Problem details>
Check every line below for the string "BookingStatus". Copy the ones that have it.

☆ ☆ ☆ ☆ ☆ ☆ ☆

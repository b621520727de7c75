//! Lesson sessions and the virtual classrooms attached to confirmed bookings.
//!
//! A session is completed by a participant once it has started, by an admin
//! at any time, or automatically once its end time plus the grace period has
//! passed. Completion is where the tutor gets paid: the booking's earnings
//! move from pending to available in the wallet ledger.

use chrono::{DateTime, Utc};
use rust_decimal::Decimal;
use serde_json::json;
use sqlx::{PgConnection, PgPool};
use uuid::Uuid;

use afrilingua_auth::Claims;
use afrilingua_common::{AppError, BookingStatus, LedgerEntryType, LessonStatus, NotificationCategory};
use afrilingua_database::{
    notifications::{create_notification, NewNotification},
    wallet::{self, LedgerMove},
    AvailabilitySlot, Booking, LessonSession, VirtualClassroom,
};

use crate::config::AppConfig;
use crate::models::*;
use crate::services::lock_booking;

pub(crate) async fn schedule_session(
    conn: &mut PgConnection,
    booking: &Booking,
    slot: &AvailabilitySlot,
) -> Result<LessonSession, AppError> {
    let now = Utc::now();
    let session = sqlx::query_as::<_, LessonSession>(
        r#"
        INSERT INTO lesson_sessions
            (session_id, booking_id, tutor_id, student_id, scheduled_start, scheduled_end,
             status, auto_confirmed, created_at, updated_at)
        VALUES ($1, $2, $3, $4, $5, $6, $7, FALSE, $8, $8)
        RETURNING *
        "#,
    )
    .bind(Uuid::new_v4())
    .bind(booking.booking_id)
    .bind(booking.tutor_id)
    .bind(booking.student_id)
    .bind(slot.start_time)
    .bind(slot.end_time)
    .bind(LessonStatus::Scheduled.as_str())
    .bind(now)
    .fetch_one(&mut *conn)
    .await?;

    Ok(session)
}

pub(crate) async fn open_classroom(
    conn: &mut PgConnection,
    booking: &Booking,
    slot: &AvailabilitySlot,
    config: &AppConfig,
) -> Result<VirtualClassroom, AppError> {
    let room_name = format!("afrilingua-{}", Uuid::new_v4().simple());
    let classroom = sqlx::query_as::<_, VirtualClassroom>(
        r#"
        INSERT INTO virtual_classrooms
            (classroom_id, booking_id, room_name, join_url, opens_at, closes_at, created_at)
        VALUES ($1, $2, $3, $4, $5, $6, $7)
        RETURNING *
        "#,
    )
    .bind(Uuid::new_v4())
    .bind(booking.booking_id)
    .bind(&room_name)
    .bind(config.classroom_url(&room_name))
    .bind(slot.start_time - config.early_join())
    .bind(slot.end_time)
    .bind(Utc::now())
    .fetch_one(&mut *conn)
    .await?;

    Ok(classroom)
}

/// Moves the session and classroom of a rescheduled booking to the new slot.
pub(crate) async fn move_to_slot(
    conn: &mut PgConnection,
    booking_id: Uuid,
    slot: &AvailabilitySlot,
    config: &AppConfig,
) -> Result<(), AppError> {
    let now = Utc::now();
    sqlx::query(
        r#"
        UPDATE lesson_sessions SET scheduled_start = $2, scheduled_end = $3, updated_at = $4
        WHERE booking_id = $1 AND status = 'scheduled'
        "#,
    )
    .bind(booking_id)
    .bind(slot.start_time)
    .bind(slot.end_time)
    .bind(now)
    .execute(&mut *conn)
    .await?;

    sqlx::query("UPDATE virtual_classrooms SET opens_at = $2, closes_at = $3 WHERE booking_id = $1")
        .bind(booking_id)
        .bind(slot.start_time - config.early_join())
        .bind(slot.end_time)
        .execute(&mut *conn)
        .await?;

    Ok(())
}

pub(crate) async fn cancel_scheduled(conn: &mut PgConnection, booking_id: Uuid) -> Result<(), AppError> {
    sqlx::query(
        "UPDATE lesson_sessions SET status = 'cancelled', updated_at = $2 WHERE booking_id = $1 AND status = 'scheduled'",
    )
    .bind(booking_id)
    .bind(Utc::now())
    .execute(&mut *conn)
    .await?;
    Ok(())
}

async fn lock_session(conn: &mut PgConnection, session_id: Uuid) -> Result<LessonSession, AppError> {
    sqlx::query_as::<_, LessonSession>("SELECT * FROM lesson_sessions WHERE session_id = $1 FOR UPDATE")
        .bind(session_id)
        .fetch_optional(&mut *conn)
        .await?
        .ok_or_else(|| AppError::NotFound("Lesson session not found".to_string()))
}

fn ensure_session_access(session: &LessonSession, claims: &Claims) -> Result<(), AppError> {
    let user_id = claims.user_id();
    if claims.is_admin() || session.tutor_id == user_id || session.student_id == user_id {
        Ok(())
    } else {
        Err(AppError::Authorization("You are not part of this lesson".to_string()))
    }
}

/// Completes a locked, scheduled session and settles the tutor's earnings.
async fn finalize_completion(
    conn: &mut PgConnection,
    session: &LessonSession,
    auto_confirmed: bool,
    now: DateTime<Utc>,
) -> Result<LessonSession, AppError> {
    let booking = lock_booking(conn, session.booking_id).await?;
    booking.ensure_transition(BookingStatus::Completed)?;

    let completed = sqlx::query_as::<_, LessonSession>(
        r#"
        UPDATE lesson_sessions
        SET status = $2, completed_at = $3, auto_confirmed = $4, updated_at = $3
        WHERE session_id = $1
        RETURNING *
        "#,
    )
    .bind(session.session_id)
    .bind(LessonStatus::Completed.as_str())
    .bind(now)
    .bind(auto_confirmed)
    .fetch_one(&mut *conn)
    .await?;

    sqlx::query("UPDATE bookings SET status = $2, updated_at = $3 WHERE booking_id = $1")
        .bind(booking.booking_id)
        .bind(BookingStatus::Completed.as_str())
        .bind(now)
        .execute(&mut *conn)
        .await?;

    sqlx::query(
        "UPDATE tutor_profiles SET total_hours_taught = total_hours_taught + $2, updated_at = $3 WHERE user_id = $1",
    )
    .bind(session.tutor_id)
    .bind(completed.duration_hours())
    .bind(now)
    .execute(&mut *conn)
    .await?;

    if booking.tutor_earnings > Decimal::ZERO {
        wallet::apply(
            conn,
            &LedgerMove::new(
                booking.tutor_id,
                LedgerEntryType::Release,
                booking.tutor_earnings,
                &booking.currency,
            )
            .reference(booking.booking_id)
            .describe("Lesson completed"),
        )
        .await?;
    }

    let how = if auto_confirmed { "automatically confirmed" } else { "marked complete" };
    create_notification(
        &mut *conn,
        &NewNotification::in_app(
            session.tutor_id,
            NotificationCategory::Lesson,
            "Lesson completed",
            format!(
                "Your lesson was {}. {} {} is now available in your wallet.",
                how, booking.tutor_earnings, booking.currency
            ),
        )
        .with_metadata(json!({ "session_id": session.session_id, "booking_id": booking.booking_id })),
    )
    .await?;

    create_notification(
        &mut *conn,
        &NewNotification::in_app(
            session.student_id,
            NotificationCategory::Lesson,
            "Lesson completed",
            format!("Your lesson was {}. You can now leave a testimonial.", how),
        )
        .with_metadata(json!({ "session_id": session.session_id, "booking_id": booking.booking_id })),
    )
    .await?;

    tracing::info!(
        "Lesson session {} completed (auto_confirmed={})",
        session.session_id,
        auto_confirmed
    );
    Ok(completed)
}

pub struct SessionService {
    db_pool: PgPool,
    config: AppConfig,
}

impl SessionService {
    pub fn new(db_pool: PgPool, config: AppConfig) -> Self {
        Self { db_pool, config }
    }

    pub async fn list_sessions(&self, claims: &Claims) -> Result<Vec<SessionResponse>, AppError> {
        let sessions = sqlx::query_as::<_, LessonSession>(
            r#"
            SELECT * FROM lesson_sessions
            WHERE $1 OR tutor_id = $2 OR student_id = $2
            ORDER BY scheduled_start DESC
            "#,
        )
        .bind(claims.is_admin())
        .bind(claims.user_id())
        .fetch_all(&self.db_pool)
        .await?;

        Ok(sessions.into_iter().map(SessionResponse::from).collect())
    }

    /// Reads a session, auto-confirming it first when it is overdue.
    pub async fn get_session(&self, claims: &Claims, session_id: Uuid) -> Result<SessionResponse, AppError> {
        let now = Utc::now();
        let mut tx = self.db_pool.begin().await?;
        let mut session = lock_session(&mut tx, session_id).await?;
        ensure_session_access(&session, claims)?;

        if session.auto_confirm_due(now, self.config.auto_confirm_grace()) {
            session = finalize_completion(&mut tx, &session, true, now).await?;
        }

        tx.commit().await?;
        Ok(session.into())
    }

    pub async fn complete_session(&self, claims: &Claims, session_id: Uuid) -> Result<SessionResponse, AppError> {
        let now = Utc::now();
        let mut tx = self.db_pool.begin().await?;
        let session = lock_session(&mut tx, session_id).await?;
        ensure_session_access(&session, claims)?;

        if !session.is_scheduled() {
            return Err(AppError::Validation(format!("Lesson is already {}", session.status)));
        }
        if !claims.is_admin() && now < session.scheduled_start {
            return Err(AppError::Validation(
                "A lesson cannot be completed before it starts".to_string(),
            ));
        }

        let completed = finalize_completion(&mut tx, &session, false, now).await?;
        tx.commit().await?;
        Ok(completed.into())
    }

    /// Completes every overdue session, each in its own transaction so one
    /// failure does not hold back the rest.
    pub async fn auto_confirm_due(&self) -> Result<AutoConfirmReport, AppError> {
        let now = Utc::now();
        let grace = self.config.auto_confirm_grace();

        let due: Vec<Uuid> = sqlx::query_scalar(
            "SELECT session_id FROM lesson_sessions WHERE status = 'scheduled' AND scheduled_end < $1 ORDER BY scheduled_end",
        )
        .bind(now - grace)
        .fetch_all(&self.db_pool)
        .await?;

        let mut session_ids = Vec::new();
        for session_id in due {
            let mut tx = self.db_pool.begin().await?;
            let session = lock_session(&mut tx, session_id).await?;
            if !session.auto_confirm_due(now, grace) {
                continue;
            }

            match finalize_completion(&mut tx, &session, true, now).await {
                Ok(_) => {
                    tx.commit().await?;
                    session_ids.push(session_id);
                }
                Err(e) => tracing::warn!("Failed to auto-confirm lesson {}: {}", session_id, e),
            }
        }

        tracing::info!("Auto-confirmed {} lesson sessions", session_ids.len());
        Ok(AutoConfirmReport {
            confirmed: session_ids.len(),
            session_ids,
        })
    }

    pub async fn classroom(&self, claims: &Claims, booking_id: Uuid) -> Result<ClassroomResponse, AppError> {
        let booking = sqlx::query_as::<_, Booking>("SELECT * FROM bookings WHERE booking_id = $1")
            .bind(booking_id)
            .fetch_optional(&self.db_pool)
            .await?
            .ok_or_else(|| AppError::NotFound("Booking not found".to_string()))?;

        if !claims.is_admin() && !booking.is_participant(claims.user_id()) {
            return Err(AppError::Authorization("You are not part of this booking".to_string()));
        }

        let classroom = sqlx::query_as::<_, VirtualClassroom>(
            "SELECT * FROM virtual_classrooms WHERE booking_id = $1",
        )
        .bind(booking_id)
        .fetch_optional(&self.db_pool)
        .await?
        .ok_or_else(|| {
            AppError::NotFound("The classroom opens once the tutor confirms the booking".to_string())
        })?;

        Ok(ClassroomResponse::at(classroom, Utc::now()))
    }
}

☆ ☆ ☆ ☆ ☆ ☆ ☆

Solution to this exercise>
use afrilingua_common::{AppError, BookingStatus, LedgerEntryType, LessonStatus, NotificationCategory};
    booking.ensure_transition(BookingStatus::Completed)?;
        .bind(BookingStatus::Completed.as_str())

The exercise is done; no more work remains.